These are the key concepts you need to understand to accurately answer the question.

Permeability of Free Space
The permeability of free space, also known as the magnetic constant, is a fundamental physical constant that describes the ability of a vacuum to sustain a magnetic field. The value of this constant is given by \(\mu_0 = 4\pi \times 10^{-7} \, \text{T} \, \text{m/A}\). This constant is crucial in equations describing magnetic fields, particularly when calculating the magnetic field created by electric currents in a wire or a loop.
  • Permeability implies how a material affects the magnetic fields inside it.
  • In a vacuum or free space, this permeability is standardized as \(\mu_0\).
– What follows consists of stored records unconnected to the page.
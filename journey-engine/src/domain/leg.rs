//! Journey leg type.
//!
//! A `Leg` is one segment of a connection: a ride on a vehicle, a walk, or a
//! transfer inside a station. Legs are owned by exactly one connection.

use chrono::{DateTime, Duration, Utc};
use serde::Serialize;

use super::DomainError;

/// What a leg consists of.
#[derive(Debug, Clone, Copy, PartialEq, Eq, Hash, Serialize)]
#[serde(rename_all = "SCREAMING_SNAKE_CASE")]
pub enum LegKind {
    /// Walking between places
    Walk,
    /// Changing platforms or stops within an interchange
    Transfer,
    /// Riding a scheduled vehicle
    Ride,
    /// Any other mode reported by the routing API
    Other,
}

impl LegKind {
    /// Map a routing-API leg type onto a kind.
    ///
    /// # Examples
    ///
    /// ```
    /// use journey_engine::domain::LegKind;
    ///
    /// assert_eq!(LegKind::parse("WALK"), LegKind::Walk);
    /// assert_eq!(LegKind::parse("ride"), LegKind::Ride);
    /// assert_eq!(LegKind::parse("CABLE_CAR"), LegKind::Other);
    /// ```
    pub fn parse(s: &str) -> Self {
        match s.to_ascii_uppercase().as_str() {
            "WALK" | "FOOT" => LegKind::Walk,
            "TRANSFER" => LegKind::Transfer,
            "RIDE" | "TRANSIT" => LegKind::Ride,
            _ => LegKind::Other,
        }
    }
}

/// Vehicle details for a ride.
#[derive(Debug, Clone, Default, PartialEq, Eq, Serialize)]
pub struct Vehicle {
    /// Line name shown to passengers (e.g., "U4")
    pub line: Option<String>,
    /// Transport mode (e.g., "SUBWAY", "BUS")
    pub mode: Option<String>,
    /// Headsign or direction
    pub direction: Option<String>,
}

/// A service alert attached to a leg.
#[derive(Debug, Clone, PartialEq, Eq, Serialize)]
pub struct Alert {
    pub summary: String,
    pub description: Option<String>,
}

/// A segment of a connection.
///
/// # Invariants
///
/// - `arrival >= departure`
#[derive(Debug, Clone, PartialEq)]
pub struct Leg {
    kind: LegKind,
    departure: DateTime<Utc>,
    arrival: DateTime<Utc>,
    vehicle: Option<Vehicle>,
    alerts: Vec<Alert>,
    origin: Option<String>,
    destination: Option<String>,
}

impl Leg {
    /// Construct a leg, validating that it does not run backwards in time.
    ///
    /// # Examples
    ///
    /// ```
    /// use journey_engine::domain::{Leg, LegKind};
    /// use chrono::{Duration, TimeZone, Utc};
    ///
    /// let dep = Utc.with_ymd_and_hms(2024, 1, 15, 10, 0, 0).unwrap();
    /// let arr = dep + Duration::minutes(4);
    ///
    /// let walk = Leg::new(LegKind::Walk, dep, arr).unwrap();
    /// assert_eq!(walk.duration(), Duration::minutes(4));
    ///
    /// assert!(Leg::new(LegKind::Walk, arr, dep).is_err());
    /// ```
    pub fn new(
        kind: LegKind,
        departure: DateTime<Utc>,
        arrival: DateTime<Utc>,
    ) -> Result<Self, DomainError> {
        if arrival < departure {
            return Err(DomainError::InvalidLeg(
                "arrival must not precede departure",
            ));
        }

        Ok(Leg {
            kind,
            departure,
            arrival,
            vehicle: None,
            alerts: Vec::new(),
            origin: None,
            destination: None,
        })
    }

    /// Attach vehicle details.
    pub fn with_vehicle(mut self, vehicle: Vehicle) -> Self {
        self.vehicle = Some(vehicle);
        self
    }

    /// Attach service alerts.
    pub fn with_alerts(mut self, alerts: Vec<Alert>) -> Self {
        self.alerts = alerts;
        self
    }

    /// Attach origin and destination place names.
    pub fn with_places(mut self, origin: Option<String>, destination: Option<String>) -> Self {
        self.origin = origin;
        self.destination = destination;
        self
    }

    pub fn kind(&self) -> LegKind {
        self.kind
    }

    pub fn departure(&self) -> DateTime<Utc> {
        self.departure
    }

    pub fn arrival(&self) -> DateTime<Utc> {
        self.arrival
    }

    pub fn vehicle(&self) -> Option<&Vehicle> {
        self.vehicle.as_ref()
    }

    pub fn alerts(&self) -> &[Alert] {
        &self.alerts
    }

    pub fn origin(&self) -> Option<&str> {
        self.origin.as_deref()
    }

    pub fn destination(&self) -> Option<&str> {
        self.destination.as_deref()
    }

    /// Returns the time spent on this leg.
    pub fn duration(&self) -> Duration {
        self.arrival.signed_duration_since(self.departure)
    }

    /// Returns true if this is a walking leg.
    pub fn is_walk(&self) -> bool {
        self.kind == LegKind::Walk
    }

    /// Move the leg to a new window, keeping other details.
    pub(crate) fn retime(&mut self, departure: DateTime<Utc>, arrival: DateTime<Utc>) {
        debug_assert!(departure <= arrival);
        self.departure = departure;
        self.arrival = arrival;
    }
}

#[cfg(test)]
mod tests {
    use super::*;
    use chrono::TimeZone;

    fn at(h: u32, m: u32) -> DateTime<Utc> {
        Utc.with_ymd_and_hms(2024, 1, 15, h, m, 0).unwrap()
    }

    #[test]
    fn kind_parsing() {
        assert_eq!(LegKind::parse("WALK"), LegKind::Walk);
        assert_eq!(LegKind::parse("foot"), LegKind::Walk);
        assert_eq!(LegKind::parse("TRANSFER"), LegKind::Transfer);
        assert_eq!(LegKind::parse("RIDE"), LegKind::Ride);
        assert_eq!(LegKind::parse("Transit"), LegKind::Ride);
        assert_eq!(LegKind::parse("FERRY"), LegKind::Other);
        assert_eq!(LegKind::parse(""), LegKind::Other);
    }

    #[test]
    fn zero_length_leg_is_valid() {
        let leg = Leg::new(LegKind::Transfer, at(10, 0), at(10, 0)).unwrap();
        assert_eq!(leg.duration(), Duration::zero());
    }

    #[test]
    fn backwards_leg_rejected() {
        let err = Leg::new(LegKind::Ride, at(11, 0), at(10, 0)).unwrap_err();
        assert_eq!(
            err,
            DomainError::InvalidLeg("arrival must not precede departure")
        );
    }

    #[test]
    fn builder_methods() {
        let leg = Leg::new(LegKind::Ride, at(10, 0), at(10, 25))
            .unwrap()
            .with_vehicle(Vehicle {
                line: Some("U4".into()),
                mode: Some("SUBWAY".into()),
                direction: Some("Heiligenstadt".into()),
            })
            .with_alerts(vec![Alert {
                summary: "Lift out of service".into(),
                description: None,
            }])
            .with_places(Some("Karlsplatz".into()), Some("Schottenring".into()));

        assert_eq!(leg.vehicle().and_then(|v| v.line.as_deref()), Some("U4"));
        assert_eq!(leg.alerts().len(), 1);
        assert_eq!(leg.origin(), Some("Karlsplatz"));
        assert_eq!(leg.destination(), Some("Schottenring"));
        assert!(!leg.is_walk());
    }

    #[test]
    fn retime_moves_window() {
        let mut leg = Leg::new(LegKind::Walk, at(10, 0), at(10, 12)).unwrap();
        leg.retime(at(14, 48), at(15, 0));
        assert_eq!(leg.departure(), at(14, 48));
        assert_eq!(leg.arrival(), at(15, 0));
        assert_eq!(leg.duration(), Duration::minutes(12));
    }
}
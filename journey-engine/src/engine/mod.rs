//! Connection compatibility and activity-window computation.
//!
//! [`CompatibilityEngine`] owns the normalized candidates of one search and
//! the user's selection on each side. Every selection change re-derives the
//! compatibility flags, the activity window and its duration warning.

mod compat;
mod config;
mod recommend;
mod snapshot;
mod state;

pub use compat::{CompatibilityEngine, SelectionError};
pub use config::{ActivityConfig, ActivityDates, ConfigError};
pub use recommend::resolve_recommended;
pub use snapshot::{CandidateView, EngineSnapshot, LegView};
pub use state::{
    ActivityTimes, CandidateStatus, DurationWarning, Fit, SelectionPhase, SelectionState, Stay,
    WarningKind,
};
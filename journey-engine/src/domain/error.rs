//! Domain error types.
//!
//! These errors represent validation failures in the domain layer. They are
//! distinct from conversion errors raised while reading API responses.

/// Domain-level errors for validation and data consistency.
#[derive(Debug, Clone, PartialEq, Eq, thiserror::Error)]
pub enum DomainError {
    /// Connection has no legs
    #[error("connection must have at least one leg")]
    EmptyConnection,

    /// Invalid leg construction (e.g., arrival before departure)
    #[error("invalid leg: {0}")]
    InvalidLeg(&'static str),

    /// Connection start lies after its end
    #[error("connection {id} ends before it starts")]
    EndBeforeStart { id: String },
}

#[cfg(test)]
mod tests {
    use super::*;

    #[test]
    fn error_display() {
        let err = DomainError::EmptyConnection;
        assert_eq!(err.to_string(), "connection must have at least one leg");

        let err = DomainError::InvalidLeg("arrival must not precede departure");
        assert_eq!(
            err.to_string(),
            "invalid leg: arrival must not precede departure"
        );

        let err = DomainError::EndBeforeStart { id: "c-7".into() };
        assert_eq!(err.to_string(), "connection c-7 ends before it starts");
    }
}
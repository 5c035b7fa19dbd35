//! Odds provider REST client.
//!
//! Rate-limit aware: reads `x-requests-remaining` and `x-requests-used`
//! headers from every response and keeps the latest values for the `quota`
//! command. Featured markets come from the per-sport odds endpoint; player
//! props require one additional request per event and degrade per event.

use std::sync::Mutex;
use std::time::Duration;

use async_trait::async_trait;
use chrono::{NaiveDate, NaiveTime, TimeDelta};
use reqwest::Client;
use tracing::{debug, warn};

use crate::config::NetworkConfig;
use crate::domain::League;
use crate::error::{ConfigError, SourceError};
use crate::source::{GameOdds, OddsSource};

use super::dto::{convert_event, merge_quotes, EventDto};

const PROVIDER: &str = "odds-api";

/// API quota as of the most recent response.
#[derive(Debug, Clone, Copy, Default)]
pub struct QuotaInfo {
    /// Requests remaining this period (from `x-requests-remaining`).
    pub remaining: Option<u32>,
    /// Requests used this period (from `x-requests-used`).
    pub used: Option<u32>,
}

/// HTTP client for the odds provider.
pub struct OddsApiClient {
    client: Client,
    base_url: String,
    api_key: String,
    regions: String,
    markets: String,
    prop_markets: String,
    quota: Mutex<QuotaInfo>,
}

impl OddsApiClient {
    /// Build a client from network configuration.
    ///
    /// # Errors
    ///
    /// Fails when `ODDS_API_KEY` was not present in the environment.
    pub fn from_config(network: &NetworkConfig) -> Result<Self, ConfigError> {
        let api_key = network
            .odds_api_key
            .clone()
            .ok_or(ConfigError::MissingField {
                field: "ODDS_API_KEY",
            })?;

        Ok(Self {
            client: Client::builder()
                .timeout(Duration::from_secs(10))
                .build()
                .unwrap_or_else(|_| Client::new()),
            base_url: network.odds_base_url.clone(),
            api_key,
            regions: network.regions.clone(),
            markets: network.markets.clone(),
            prop_markets: network.prop_markets.clone(),
            quota: Mutex::new(QuotaInfo::default()),
        })
    }

    /// Latest quota reported by the provider.
    pub fn quota(&self) -> QuotaInfo {
        *self.quota.lock().unwrap_or_else(|e| e.into_inner())
    }

    /// Refresh quota via the cheap sports-list endpoint.
    pub async fn refresh_quota(&self) -> Result<QuotaInfo, SourceError> {
        let url = format!("{}/sports?apiKey={}", self.base_url, self.api_key);
        let response = self
            .client
            .get(&url)
            .send()
            .await
            .map_err(|e| SourceError::transport(PROVIDER, &e))?;
        self.record_quota(&response);

        let status = response.status();
        if !status.is_success() {
            return Err(SourceError::Status {
                provider: PROVIDER,
                status: status.as_u16(),
            });
        }
        Ok(self.quota())
    }

    fn record_quota(&self, response: &reqwest::Response) {
        let header = |name: &str| {
            response
                .headers()
                .get(name)
                .and_then(|v| v.to_str().ok())
                .and_then(|s| s.parse::<u32>().ok())
        };

        let mut quota = self.quota.lock().unwrap_or_else(|e| e.into_inner());
        if let Some(remaining) = header("x-requests-remaining") {
            quota.remaining = Some(remaining);
        }
        if let Some(used) = header("x-requests-used") {
            quota.used = Some(used);
        }
    }

    async fn get_json<T: serde::de::DeserializeOwned>(&self, url: &str) -> Result<T, SourceError> {
        debug!(url = %url, "odds request");
        let response = self
            .client
            .get(url)
            .send()
            .await
            .map_err(|e| SourceError::transport(PROVIDER, &e))?;
        self.record_quota(&response);

        let status = response.status();
        if !status.is_success() {
            return Err(SourceError::Status {
                provider: PROVIDER,
                status: status.as_u16(),
            });
        }

        response.json::<T>().await.map_err(|e| SourceError::Malformed {
            provider: PROVIDER,
            reason: e.to_string(),
        })
    }

    async fn fetch_event_props(&self, league: League, event_id: &str) -> Result<GameOdds, SourceError> {
        let url = format!(
            "{}/sports/{}/events/{}/odds?apiKey={}&regions={}&markets={}&oddsFormat=american&dateFormat=iso",
            self.base_url,
            league.odds_key(),
            event_id,
            self.api_key,
            self.regions,
            self.prop_markets,
        );
        let event: EventDto = self.get_json(&url).await?;
        Ok(convert_event(&event))
    }
}

#[async_trait]
impl OddsSource for OddsApiClient {
    async fn fetch_odds(
        &self,
        league: League,
        date: NaiveDate,
    ) -> Result<Vec<GameOdds>, SourceError> {
        // Evening US games land on the next UTC day, so the window spans two
        // days; events with no scheduled counterpart surface as orphans.
        let from = date.and_time(NaiveTime::MIN).and_utc();
        let to = from + TimeDelta::days(2);
        let url = format!(
            "{}/sports/{}/odds?apiKey={}&regions={}&markets={}&oddsFormat=american&dateFormat=iso&commenceTimeFrom={}&commenceTimeTo={}",
            self.base_url,
            league.odds_key(),
            self.api_key,
            self.regions,
            self.markets,
            from.format("%Y-%m-%dT%H:%M:%SZ"),
            to.format("%Y-%m-%dT%H:%M:%SZ"),
        );

        let events: Vec<EventDto> = self.get_json(&url).await?;
        let mut all: Vec<GameOdds> = events.iter().map(convert_event).collect();

        if !self.prop_markets.is_empty() {
            for odds in &mut all {
                match self.fetch_event_props(league, &odds.event_id).await {
                    Ok(props) => merge_quotes(odds, props),
                    // One event's props failing doesn't spoil its lines.
                    Err(e) => warn!(event_id = %odds.event_id, error = %e, "props fetch failed"),
                }
            }
        }

        debug!(
            league = %league,
            events = all.len(),
            quota_remaining = ?self.quota().remaining,
            "fetched odds"
        );
        Ok(all)
    }

    fn source_name(&self) -> &'static str {
        PROVIDER
    }
}
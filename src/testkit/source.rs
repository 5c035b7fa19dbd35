//! Scripted source implementations with failure injection.
//!
//! Each fetch pops the next scripted response; once the script runs dry the
//! fallback repeats. Call counters let tests assert the retry policy.

use std::collections::{HashMap, VecDeque};
use std::sync::atomic::{AtomicUsize, Ordering};
use std::sync::Mutex;

use async_trait::async_trait;
use chrono::NaiveDate;

use crate::domain::{League, PlayerRef, RecentForm, TeamId, TeamRef};
use crate::error::SourceError;
use crate::source::{GameOdds, GameStub, OddsSource, StatsSource};

type SourceResult<T> = std::result::Result<T, SourceError>;

/// Scripted stats source.
pub struct ScriptedStats {
    script: Mutex<VecDeque<SourceResult<Vec<GameStub>>>>,
    fallback: SourceResult<Vec<GameStub>>,
    rosters: HashMap<TeamId, Vec<PlayerRef>>,
    forms: HashMap<TeamId, RecentForm>,
    roster_error: Option<SourceError>,
    schedule_calls: AtomicUsize,
}

impl ScriptedStats {
    /// Always answer with this schedule.
    pub fn new(schedule: Vec<GameStub>) -> Self {
        Self {
            script: Mutex::new(VecDeque::new()),
            fallback: Ok(schedule),
            rosters: HashMap::new(),
            forms: HashMap::new(),
            roster_error: None,
            schedule_calls: AtomicUsize::new(0),
        }
    }

    /// Always fail the schedule fetch with this error.
    pub fn failing(error: SourceError) -> Self {
        Self {
            script: Mutex::new(VecDeque::new()),
            fallback: Err(error),
            rosters: HashMap::new(),
            forms: HashMap::new(),
            roster_error: None,
            schedule_calls: AtomicUsize::new(0),
        }
    }

    /// Script the first schedule responses before falling back.
    #[must_use]
    pub fn with_schedule_script(self, responses: Vec<SourceResult<Vec<GameStub>>>) -> Self {
        *self.script.lock().unwrap_or_else(|e| e.into_inner()) = responses.into();
        self
    }

    /// Provide a roster for one team.
    #[must_use]
    pub fn with_roster(mut self, team: TeamId, players: Vec<PlayerRef>) -> Self {
        self.rosters.insert(team, players);
        self
    }

    /// Provide a recent-form blob for one team.
    #[must_use]
    pub fn with_form(mut self, team: TeamId, form: RecentForm) -> Self {
        self.forms.insert(team, form);
        self
    }

    /// Fail every roster fetch with this error.
    #[must_use]
    pub fn with_roster_error(mut self, error: SourceError) -> Self {
        self.roster_error = Some(error);
        self
    }

    /// How many times the schedule was fetched.
    pub fn schedule_calls(&self) -> usize {
        self.schedule_calls.load(Ordering::SeqCst)
    }
}

#[async_trait]
impl StatsSource for ScriptedStats {
    async fn fetch_schedule(
        &self,
        _league: League,
        _date: NaiveDate,
    ) -> SourceResult<Vec<GameStub>> {
        self.schedule_calls.fetch_add(1, Ordering::SeqCst);
        let next = self
            .script
            .lock()
            .unwrap_or_else(|e| e.into_inner())
            .pop_front();
        next.unwrap_or_else(|| self.fallback.clone())
    }

    async fn fetch_roster(
        &self,
        _league: League,
        team: &TeamRef,
    ) -> SourceResult<Vec<PlayerRef>> {
        if let Some(error) = &self.roster_error {
            return Err(error.clone());
        }
        Ok(self.rosters.get(team.team_id()).cloned().unwrap_or_default())
    }

    async fn fetch_recent_form(
        &self,
        _league: League,
        team: &TeamRef,
    ) -> SourceResult<RecentForm> {
        self.forms
            .get(team.team_id())
            .cloned()
            .ok_or(SourceError::Status {
                provider: "scripted-stats",
                status: 404,
            })
    }

    fn source_name(&self) -> &'static str {
        "scripted-stats"
    }
}

/// Scripted odds source.
pub struct ScriptedOdds {
    script: Mutex<VecDeque<SourceResult<Vec<GameOdds>>>>,
    fallback: SourceResult<Vec<GameOdds>>,
    calls: AtomicUsize,
}

impl ScriptedOdds {
    /// Always answer with these events.
    pub fn new(events: Vec<GameOdds>) -> Self {
        Self {
            script: Mutex::new(VecDeque::new()),
            fallback: Ok(events),
            calls: AtomicUsize::new(0),
        }
    }

    /// Always fail with this error.
    pub fn failing(error: SourceError) -> Self {
        Self {
            script: Mutex::new(VecDeque::new()),
            fallback: Err(error),
            calls: AtomicUsize::new(0),
        }
    }

    /// Script the first responses before falling back.
    #[must_use]
    pub fn with_script(self, responses: Vec<SourceResult<Vec<GameOdds>>>) -> Self {
        *self.script.lock().unwrap_or_else(|e| e.into_inner()) = responses.into();
        self
    }

    /// How many times odds were fetched.
    pub fn calls(&self) -> usize {
        self.calls.load(Ordering::SeqCst)
    }
}

#[async_trait]
impl OddsSource for ScriptedOdds {
    async fn fetch_odds(&self, _league: League, _date: NaiveDate) -> SourceResult<Vec<GameOdds>> {
        self.calls.fetch_add(1, Ordering::SeqCst);
        let next = self
            .script
            .lock()
            .unwrap_or_else(|e| e.into_inner())
            .pop_front();
        next.unwrap_or_else(|| self.fallback.clone())
    }

    fn source_name(&self) -> &'static str {
        "scripted-odds"
    }
}
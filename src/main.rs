use clap::Parser;
use slatebook::cli::{run, Cli};
use slatebook::config::Config;
use tokio::signal;
use tracing::{error, info};

#[tokio::main]
async fn main() {
    let _ = dotenvy::dotenv();

    let cli = Cli::parse();

    let config = match Config::load_or_default(&cli.config) {
        Ok(c) => c,
        Err(e) => {
            eprintln!("Failed to load config: {e}");
            std::process::exit(1);
        }
    };

    config.init_logging();

    tokio::select! {
        result = run(cli, config) => {
            if let Err(e) = result {
                error!(error = %e, "Fatal error");
                std::process::exit(1);
            }
        }
        _ = signal::ctrl_c() => {
            info!("Shutdown signal received");
        }
    }
}
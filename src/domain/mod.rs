//! Provider-agnostic domain logic.

mod aggregator;
mod ids;
mod league;
mod odds;
mod record;
mod refs;
mod resolver;

pub mod error;

// Core identifiers and references
pub use ids::{GameId, PlayerId, TeamId};
pub use league::League;
pub use refs::{PlayerRef, TeamRef};

// Quotes and prices
pub use odds::{AmericanOdds, MarketKind, OddsQuote, QuoteSide};

// Name resolution
pub use resolver::{normalize, AliasTable, NameResolver, Named, Resolution, Unresolved};

// Best-price reduction
pub use aggregator::best_markets;

// Joined records
pub use record::{
    FeedStatus, GameRecord, MarketBest, OrphanEvent, PlayerProps, RecentForm, Slate,
};
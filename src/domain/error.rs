//! Domain validation errors for core domain types.
//!
//! This module defines errors that occur when domain invariants are violated.
//! These errors are returned by `try_new` constructors that validate inputs.

use thiserror::Error;

/// Errors for domain invariant violations.
#[derive(Error, Debug, Clone, PartialEq, Eq)]
pub enum DomainError {
    /// American odds prices cannot fall in the open interval (-100, 100).
    #[error("invalid American odds price {price}: magnitude must be at least 100")]
    InvalidOddsPrice { price: i32 },

    /// A league string did not match any supported league.
    #[error("unknown league: {input}")]
    UnknownLeague { input: String },
}
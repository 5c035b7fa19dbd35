//! Configuration loading from disk.

use std::io::Write;
use std::path::PathBuf;

use anyhow::Result;
use slatebook::config::Config;
use tempfile::NamedTempFile;

#[test]
fn loads_config_from_file() -> Result<()> {
    let mut file = NamedTempFile::new()?;
    write!(
        file,
        r#"
        [network]
        regions = "us,eu"

        [resolver]
        alias_file = "team-names.toml"
        fuzzy_threshold = 0.9

        [logging]
        level = "debug"
        "#
    )?;

    let config = Config::load(file.path())?;

    assert_eq!(config.network.regions, "us,eu");
    assert_eq!(config.resolver.alias_file, PathBuf::from("team-names.toml"));
    assert_eq!(config.resolver.fuzzy_threshold, 0.9);
    assert_eq!(config.logging.level, "debug");
    // Unspecified fields keep their defaults.
    assert!(config.network.odds_base_url.contains("the-odds-api.com"));
    Ok(())
}

#[test]
fn load_missing_file_is_an_error() {
    assert!(Config::load("/nonexistent/config.toml").is_err());
}

#[test]
fn load_or_default_falls_back_when_file_missing() -> Result<()> {
    let config = Config::load_or_default("/nonexistent/config.toml")?;
    assert_eq!(config.resolver.fuzzy_threshold, 0.85);
    Ok(())
}

#[test]
fn invalid_threshold_is_rejected() -> Result<()> {
    let mut file = NamedTempFile::new()?;
    write!(
        file,
        r#"
        [resolver]
        fuzzy_threshold = 0.0
        "#
    )?;

    assert!(Config::load(file.path()).is_err());
    Ok(())
}
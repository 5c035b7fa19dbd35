//! Application layer - slate building and report rendering.

mod builder;
mod report;

pub use builder::{GameRecordBuilder, SlateRequest};
pub use report::{narrative_prompt, render_json, render_markdown, render_table, summary};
By understanding this constant, we can better comprehend the magnetic interactions at play in different environments.
Current Calculation
Calculating the current required to create a specific magnetic field involves rearranging the formula for the magnetic field at the center of a loop. This process requires understanding and applying the formula: \[ B = \frac{\mu_0 I}{2R} \]where:
  • \(B\) is the magnetic field we aim for, such as the Earth's magnetic field strength \(0.50 \times 10^{-4} \, \text{T}\).
  • \(\mu_0\) is the permeability of free space.
  • \(I\) is the current, which we need to find.
  • \(R\) is the radius of the loop, half of the given diameter.
The formula can be rearranged to solve for the current:\[ I = \frac{2BR}{\mu_0} \]Understanding this step is crucial for finding the necessary current to achieve a certain magnetic field at the loop's center.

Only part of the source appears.